Pour diminuer le stress, on peut commencer à s’exposer graduellement, d’une part, mais aussi à afficher ses couleurs auprès de ses proches, en leur disant qu’il est possible qu’on garde ses distances, qu’on se lave les mains plus fréquemment, qu’on parte plus tôt que d’habitude, énumère Catherine Raymond.

Sans la COVID-19, le temps des Fêtes est déjà une période stressante, rappelle-t-elle. Nos réflexes habituels – faire les choses à l’avance, tenir un agenda, faire du sport, méditer, prendre du temps pour soi – deviennent plus pertinents que jamais.

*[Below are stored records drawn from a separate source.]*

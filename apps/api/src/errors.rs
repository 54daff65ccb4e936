use axum::{
    http::StatusCode,
    response::{IntoResponse, Response},
    Json,
};
use serde_json::json;
use thiserror::Error;

/// Application-level error type.
/// Implements `IntoResponse` so Axum handlers can return `Result<T, AppError>`.
///
/// LLM failures never appear here: analyzers fall back to the heuristic instead.
#[derive(Debug, Error)]
pub enum AppError {
    #[error("Not found: {0}")]
    NotFound(String),

    #[error("Validation error: {0}")]
    Validation(String),

    #[error("Unprocessable entity: {0}")]
    UnprocessableEntity(String),

    #[error("Internal server error: {0}")]
    Internal(#[from] anyhow::Error),
}

impl AppError {
    pub fn status(&self) -> StatusCode {
        match self {
            AppError::NotFound(_) => StatusCode::NOT_FOUND,
            AppError::Validation(_) => StatusCode::BAD_REQUEST,
            AppError::UnprocessableEntity(_) => StatusCode::UNPROCESSABLE_ENTITY,
            AppError::Internal(_) => StatusCode::INTERNAL_SERVER_ERROR,
        }
    }
}

impl IntoResponse for AppError {
    fn into_response(self) -> Response {
        let status = self.status();
        let (code, message) = match &self {
            AppError::NotFound(msg) => ("NOT_FOUND", msg.clone()),
            AppError::Validation(msg) => ("VALIDATION_ERROR", msg.clone()),
            AppError::UnprocessableEntity(msg) => ("UNPROCESSABLE_ENTITY", msg.clone()),
            AppError::Internal(e) => {
                tracing::error!("Internal error: {e:?}");
                (
                    "INTERNAL_ERROR",
                    "An internal server error occurred".to_string(),
                )
            }
        };

        let body = Json(json!({
            "error": {
                "code": code,
                "message": message
            }
        }));

        (status, body).into_response()
    }
}

#[cfg(test)]
mod tests {
    use super::*;

    #[test]
    fn test_status_codes() {
        assert_eq!(
            AppError::Validation("x".into()).status(),
            StatusCode::BAD_REQUEST
        );
        assert_eq!(
            AppError::UnprocessableEntity("x".into()).status(),
            StatusCode::UNPROCESSABLE_ENTITY
        );
        assert_eq!(
            AppError::NotFound("x".into()).status(),
            StatusCode::NOT_FOUND
        );
        assert_eq!(
            AppError::Internal(anyhow::anyhow!("boom")).status(),
            StatusCode::INTERNAL_SERVER_ERROR
        );
    }

    #[test]
    fn test_into_response_keeps_status() {
        let response = AppError::Validation("bad".into()).into_response();
        assert_eq!(response.status(), StatusCode::BAD_REQUEST);
    }
}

Ça peut paraître fleur bleue, mais exprimer sa gratitude envers ses proches aide aussi à se sentir bien, ajoute Catherine Raymond. « Ça amène la sécrétion de plein d’hormones, comme l’ocytocine. Ça a un effet apaisant sur le système de stress. »

Et si nous n’en avons pas envie ?

Si la Santé publique a statué qu’on pouvait se permettre ces rassemblements, il n’en demeure pas moins que le nombre de cas augmente et que l’ombre du variant Omicron plane sur la planète. Pour certaines personnes, plus vulnérables ou plus inquiètes, l’idée de se rassembler à 20 personnes peut être très anxiogène. Et pour d’autres, qui ont appris à être plus sélectives dans leurs relations, revoir la famille élargie n’est pas la panacée.

« Il faut se rappeler une chose, note Christine Grou, présidente de l’Ordre des psychologues du Québec : se rassembler à 20 personnes, c’est une autorisation, pas une obligation. »

PHOTO HUGO-SÉBASTIEN AUBERT, LA PRESSE

Christine Grou

Chaque personne, dit-elle, devrait se demander si c’est de ça qu’elle a besoin, ou pas. « Si ça nous stresse énormément de recevoir 20 personnes, pourquoi on se l’imposerait ? », demande Christine Grou, qui souligne qu’on peut très bien se voir en plus petits groupes.

Il faudra aussi respecter la décision des autres. « L’autre ne pense pas comme moi, ne réagit pas nécessairement comme moi et n’a pas nécessairement la même perception ou la même compréhension de la situation », rappelle la psychologue.

Comment préserver ses relations ?

Au Québec, 89 % des personnes de 12 ans et plus sont adéquatement vaccinées, ce qui implique que 11 % ne le sont pas. Mardi, le DHoracio Arruda a été clair : parce que ce sont elles qui se retrouvent hospitalisées en raison de la COVID-19, il n’est pas recommandé de les admettre dans les groupes de 20 personnes.

La situation revêt un « grand degré de complexité », convient Christine Grou, qui espère que les familles divisées sauront préserver leur relation. « Mais c’est sûr qu’il faut protéger les gens qui vont être présents », dit-elle.

La personne qui reçoit ne doit pas tomber dans le biais cognitif de se dire : ‟c’est moi qui porte l’odieux de refuser”. Non. Elle a une directive de la Santé publique qui lui demande de protéger les 20 personnes qui seront chez elle. C’est aussi la décision de tous les gens qui sont reçus aussi.

Christine Grou, présidente de l’Ordre des psychologues du Québec 

Selon Kim Lavoie, il ne faut pas hésiter à demander à ses proches s’ils sont vaccinés ou non. Et à faire preuve de transparence, en expliquant aux non-vaccinés qu’on ne les juge pas, mais qu’on est mal à l’aise avec cette exposition au risque. « Le but n’est pas de persuader, mais de respecter ses limites », résume-t-elle.

PHOTO FOURNIE PAR KIM LAVOIE

Kim Lavoie

Catherine Raymond suggère de faire preuve de créativité en incluant les gens non vaccinés par visioconférence, par exemple, ou en les invitant à aller patiner le lendemain du réveillon. « Ça aide à regagner un sentiment de contrôle sur la situation », dit-elle.